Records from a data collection

'''

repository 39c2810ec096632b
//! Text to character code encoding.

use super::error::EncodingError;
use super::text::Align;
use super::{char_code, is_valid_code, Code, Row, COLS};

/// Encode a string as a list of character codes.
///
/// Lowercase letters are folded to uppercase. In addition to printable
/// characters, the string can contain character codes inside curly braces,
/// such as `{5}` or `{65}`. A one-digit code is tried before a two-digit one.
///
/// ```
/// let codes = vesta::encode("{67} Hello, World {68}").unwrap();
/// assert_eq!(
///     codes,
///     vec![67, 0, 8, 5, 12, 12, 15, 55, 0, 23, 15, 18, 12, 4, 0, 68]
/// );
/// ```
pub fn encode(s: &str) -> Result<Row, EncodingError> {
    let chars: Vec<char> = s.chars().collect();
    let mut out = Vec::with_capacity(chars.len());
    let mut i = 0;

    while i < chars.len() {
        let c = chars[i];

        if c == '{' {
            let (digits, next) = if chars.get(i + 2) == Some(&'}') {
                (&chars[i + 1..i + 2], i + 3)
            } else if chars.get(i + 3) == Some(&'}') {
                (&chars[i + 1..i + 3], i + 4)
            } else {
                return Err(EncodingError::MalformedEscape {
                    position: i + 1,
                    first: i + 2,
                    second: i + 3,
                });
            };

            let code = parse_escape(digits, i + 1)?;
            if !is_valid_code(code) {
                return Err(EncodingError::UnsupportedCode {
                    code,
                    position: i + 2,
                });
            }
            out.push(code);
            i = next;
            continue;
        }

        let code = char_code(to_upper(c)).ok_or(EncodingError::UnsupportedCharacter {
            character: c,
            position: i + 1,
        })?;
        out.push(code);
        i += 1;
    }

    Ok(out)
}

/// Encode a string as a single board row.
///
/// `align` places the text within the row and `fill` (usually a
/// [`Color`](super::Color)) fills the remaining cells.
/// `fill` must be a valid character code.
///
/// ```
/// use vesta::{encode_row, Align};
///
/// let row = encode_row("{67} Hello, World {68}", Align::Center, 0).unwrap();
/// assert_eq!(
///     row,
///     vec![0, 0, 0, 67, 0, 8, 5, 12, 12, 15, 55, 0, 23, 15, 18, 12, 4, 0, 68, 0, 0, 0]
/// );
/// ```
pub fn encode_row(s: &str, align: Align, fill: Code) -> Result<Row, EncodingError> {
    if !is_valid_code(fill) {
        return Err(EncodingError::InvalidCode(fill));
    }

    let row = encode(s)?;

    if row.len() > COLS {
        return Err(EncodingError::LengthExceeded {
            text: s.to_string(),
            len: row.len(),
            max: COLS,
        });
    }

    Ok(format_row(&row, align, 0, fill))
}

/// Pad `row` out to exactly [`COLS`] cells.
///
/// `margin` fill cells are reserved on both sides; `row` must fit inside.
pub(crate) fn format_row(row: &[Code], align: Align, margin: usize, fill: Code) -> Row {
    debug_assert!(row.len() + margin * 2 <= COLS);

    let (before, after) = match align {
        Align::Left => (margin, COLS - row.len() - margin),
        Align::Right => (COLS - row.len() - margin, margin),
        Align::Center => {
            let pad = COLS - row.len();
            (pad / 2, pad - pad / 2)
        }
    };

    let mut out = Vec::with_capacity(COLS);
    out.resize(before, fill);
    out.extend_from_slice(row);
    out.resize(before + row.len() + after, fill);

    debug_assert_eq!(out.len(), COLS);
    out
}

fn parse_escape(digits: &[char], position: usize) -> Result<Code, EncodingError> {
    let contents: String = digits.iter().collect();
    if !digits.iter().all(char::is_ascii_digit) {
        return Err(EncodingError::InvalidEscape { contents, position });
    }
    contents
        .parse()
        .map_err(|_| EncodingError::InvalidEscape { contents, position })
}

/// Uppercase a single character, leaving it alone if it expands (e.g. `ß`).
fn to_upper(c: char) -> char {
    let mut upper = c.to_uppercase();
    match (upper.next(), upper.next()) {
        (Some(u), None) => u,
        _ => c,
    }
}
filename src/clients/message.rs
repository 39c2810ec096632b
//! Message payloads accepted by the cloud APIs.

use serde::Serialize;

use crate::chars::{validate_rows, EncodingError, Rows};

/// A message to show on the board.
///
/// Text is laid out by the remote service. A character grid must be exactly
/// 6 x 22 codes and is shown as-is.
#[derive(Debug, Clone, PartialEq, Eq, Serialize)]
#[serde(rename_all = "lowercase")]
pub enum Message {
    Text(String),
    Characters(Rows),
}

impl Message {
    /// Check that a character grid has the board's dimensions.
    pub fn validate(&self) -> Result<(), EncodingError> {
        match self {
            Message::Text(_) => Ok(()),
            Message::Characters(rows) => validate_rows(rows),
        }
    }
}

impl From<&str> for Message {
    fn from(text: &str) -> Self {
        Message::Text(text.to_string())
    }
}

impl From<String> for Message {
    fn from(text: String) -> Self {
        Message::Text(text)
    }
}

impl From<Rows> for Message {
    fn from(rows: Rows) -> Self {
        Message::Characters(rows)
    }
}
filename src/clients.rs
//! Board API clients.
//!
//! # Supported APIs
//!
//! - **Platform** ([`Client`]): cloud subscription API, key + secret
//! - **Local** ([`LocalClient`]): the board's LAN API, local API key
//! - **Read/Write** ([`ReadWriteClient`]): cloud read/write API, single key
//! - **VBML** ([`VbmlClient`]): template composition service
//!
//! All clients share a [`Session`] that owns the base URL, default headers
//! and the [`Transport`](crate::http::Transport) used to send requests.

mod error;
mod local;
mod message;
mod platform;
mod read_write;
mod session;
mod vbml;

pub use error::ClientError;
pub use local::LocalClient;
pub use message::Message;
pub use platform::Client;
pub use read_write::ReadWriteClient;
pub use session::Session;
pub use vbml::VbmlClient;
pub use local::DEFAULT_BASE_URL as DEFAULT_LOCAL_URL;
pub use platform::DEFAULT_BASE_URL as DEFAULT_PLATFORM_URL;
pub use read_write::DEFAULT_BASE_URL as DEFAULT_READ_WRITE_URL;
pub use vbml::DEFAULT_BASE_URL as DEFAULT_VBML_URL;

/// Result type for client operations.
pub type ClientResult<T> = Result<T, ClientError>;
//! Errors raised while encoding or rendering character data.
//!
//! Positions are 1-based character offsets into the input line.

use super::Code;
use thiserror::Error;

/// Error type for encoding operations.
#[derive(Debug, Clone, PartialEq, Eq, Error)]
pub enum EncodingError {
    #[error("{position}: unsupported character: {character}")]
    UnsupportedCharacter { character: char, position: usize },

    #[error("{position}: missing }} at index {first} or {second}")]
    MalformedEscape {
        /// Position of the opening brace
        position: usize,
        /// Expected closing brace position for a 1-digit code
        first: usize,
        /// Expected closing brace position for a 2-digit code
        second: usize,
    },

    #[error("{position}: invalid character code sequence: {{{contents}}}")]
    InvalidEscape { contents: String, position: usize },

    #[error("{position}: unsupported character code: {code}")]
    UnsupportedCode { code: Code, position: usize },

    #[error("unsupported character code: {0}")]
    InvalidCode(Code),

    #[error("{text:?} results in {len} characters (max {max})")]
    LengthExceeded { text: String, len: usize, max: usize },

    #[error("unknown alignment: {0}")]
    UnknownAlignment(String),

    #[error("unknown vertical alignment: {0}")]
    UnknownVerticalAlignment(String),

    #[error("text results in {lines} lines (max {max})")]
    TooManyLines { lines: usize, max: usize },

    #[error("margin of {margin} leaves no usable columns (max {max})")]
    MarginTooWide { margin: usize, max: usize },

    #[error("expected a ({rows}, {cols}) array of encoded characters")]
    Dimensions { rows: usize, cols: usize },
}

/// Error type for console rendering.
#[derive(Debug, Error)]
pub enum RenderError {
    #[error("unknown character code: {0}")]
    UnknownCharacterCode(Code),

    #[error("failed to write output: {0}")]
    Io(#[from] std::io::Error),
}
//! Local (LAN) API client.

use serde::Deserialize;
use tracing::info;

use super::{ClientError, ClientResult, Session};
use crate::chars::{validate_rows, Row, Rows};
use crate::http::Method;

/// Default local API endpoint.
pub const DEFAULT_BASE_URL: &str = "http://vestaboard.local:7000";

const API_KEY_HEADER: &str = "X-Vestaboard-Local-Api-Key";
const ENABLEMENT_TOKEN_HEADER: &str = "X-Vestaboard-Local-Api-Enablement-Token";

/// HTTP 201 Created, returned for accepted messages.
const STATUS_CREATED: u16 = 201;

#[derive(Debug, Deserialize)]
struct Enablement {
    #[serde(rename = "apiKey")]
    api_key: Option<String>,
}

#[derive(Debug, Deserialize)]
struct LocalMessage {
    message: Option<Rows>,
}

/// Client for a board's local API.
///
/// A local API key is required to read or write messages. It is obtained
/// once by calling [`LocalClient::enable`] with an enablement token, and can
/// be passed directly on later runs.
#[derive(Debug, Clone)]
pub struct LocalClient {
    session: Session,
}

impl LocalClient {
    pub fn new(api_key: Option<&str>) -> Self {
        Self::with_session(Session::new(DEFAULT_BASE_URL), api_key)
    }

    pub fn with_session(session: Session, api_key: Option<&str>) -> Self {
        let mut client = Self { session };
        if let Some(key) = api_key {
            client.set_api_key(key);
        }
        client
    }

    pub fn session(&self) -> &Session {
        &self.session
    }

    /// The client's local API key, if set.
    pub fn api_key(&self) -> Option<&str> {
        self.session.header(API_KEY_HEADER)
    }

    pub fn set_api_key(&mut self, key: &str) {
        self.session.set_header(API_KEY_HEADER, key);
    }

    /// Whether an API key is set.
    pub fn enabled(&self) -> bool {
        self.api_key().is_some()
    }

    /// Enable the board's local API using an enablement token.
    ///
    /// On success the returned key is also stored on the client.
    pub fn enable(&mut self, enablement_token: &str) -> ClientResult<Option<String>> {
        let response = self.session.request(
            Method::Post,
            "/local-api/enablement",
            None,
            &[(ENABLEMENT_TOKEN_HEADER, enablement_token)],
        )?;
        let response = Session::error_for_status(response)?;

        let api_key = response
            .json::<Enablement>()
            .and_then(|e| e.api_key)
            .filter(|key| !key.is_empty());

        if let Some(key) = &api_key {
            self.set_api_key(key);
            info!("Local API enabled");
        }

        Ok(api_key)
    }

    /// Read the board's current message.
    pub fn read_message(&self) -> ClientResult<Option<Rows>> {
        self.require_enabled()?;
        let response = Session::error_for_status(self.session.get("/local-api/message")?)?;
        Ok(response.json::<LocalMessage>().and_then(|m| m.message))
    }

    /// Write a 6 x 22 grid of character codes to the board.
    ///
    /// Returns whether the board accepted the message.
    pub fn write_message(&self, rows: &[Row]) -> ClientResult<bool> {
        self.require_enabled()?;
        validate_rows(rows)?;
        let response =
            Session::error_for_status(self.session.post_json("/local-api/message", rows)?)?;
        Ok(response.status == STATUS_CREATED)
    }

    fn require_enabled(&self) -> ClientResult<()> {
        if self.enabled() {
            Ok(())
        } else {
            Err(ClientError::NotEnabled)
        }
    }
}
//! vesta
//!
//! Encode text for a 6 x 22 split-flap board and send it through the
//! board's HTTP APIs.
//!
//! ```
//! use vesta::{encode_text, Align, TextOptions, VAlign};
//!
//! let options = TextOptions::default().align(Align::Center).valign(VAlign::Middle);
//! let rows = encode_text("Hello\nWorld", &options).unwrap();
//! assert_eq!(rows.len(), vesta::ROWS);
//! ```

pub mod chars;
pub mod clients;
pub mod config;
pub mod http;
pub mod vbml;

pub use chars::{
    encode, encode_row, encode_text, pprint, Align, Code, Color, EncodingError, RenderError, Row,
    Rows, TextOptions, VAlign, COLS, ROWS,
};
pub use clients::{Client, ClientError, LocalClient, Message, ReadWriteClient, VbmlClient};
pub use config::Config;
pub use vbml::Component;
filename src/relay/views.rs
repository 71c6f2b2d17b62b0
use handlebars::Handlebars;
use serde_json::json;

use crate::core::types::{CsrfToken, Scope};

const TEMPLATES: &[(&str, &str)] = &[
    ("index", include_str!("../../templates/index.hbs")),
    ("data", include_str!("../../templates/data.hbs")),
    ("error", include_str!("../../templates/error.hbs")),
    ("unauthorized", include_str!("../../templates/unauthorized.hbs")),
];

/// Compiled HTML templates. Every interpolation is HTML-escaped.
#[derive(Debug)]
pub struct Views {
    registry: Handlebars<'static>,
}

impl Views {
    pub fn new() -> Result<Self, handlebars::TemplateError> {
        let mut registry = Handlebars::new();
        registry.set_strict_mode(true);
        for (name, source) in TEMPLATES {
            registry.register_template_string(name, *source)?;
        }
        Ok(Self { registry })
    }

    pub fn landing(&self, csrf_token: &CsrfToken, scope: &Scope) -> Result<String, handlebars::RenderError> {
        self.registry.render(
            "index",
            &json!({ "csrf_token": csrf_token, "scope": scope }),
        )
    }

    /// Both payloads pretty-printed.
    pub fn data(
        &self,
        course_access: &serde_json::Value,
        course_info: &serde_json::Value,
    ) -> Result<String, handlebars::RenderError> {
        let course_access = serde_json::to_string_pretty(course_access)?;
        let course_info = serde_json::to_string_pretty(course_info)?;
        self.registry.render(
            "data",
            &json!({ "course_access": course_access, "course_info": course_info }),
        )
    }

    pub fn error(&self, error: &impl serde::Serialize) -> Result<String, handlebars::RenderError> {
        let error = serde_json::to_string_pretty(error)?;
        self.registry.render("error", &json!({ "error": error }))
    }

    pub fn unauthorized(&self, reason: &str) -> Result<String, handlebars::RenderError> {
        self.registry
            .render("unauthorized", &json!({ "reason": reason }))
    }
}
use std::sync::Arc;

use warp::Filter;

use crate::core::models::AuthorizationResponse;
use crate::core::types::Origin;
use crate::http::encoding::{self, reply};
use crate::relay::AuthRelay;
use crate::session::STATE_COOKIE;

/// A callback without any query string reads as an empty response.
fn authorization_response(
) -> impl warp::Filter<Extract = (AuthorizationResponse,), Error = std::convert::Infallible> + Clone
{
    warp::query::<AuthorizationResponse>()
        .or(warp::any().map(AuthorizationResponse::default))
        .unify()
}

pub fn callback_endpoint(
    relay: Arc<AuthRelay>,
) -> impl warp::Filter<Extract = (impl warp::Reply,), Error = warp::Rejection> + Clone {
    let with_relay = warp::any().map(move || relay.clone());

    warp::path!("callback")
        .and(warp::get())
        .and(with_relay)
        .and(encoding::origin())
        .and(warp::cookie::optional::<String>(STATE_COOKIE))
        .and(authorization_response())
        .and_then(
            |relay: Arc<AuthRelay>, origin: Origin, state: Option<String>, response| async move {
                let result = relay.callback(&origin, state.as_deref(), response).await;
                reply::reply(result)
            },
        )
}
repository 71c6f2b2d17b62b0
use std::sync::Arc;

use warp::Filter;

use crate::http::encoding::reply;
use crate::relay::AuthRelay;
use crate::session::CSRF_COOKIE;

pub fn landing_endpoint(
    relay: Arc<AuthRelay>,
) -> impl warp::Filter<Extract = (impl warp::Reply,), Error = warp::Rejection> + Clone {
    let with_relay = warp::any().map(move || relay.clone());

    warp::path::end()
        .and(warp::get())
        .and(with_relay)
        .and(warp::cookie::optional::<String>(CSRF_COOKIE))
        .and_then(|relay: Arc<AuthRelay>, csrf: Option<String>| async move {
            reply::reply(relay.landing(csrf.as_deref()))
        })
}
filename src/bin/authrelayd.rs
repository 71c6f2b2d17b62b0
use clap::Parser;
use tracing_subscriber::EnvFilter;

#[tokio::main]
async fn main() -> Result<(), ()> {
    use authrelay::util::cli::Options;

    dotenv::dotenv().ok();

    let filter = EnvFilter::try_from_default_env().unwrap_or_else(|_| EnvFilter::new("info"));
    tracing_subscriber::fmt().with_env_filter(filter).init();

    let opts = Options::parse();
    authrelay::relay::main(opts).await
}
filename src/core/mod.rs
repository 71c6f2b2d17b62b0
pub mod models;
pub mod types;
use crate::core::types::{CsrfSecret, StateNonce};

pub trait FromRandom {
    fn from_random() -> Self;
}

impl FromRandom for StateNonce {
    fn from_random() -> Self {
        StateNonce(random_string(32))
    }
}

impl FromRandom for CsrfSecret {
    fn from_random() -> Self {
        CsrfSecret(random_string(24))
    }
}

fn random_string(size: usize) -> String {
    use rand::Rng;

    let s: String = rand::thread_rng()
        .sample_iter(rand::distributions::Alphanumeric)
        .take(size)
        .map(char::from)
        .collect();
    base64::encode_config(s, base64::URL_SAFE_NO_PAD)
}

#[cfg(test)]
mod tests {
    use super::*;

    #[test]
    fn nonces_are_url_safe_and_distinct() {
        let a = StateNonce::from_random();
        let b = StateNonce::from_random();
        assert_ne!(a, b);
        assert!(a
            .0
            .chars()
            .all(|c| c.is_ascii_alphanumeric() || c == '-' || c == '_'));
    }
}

'''

Please go through the data above and copy each line that has the word "models".

■ Finished exercise
use crate::core::models::AuthorizationResponse;
pub mod models;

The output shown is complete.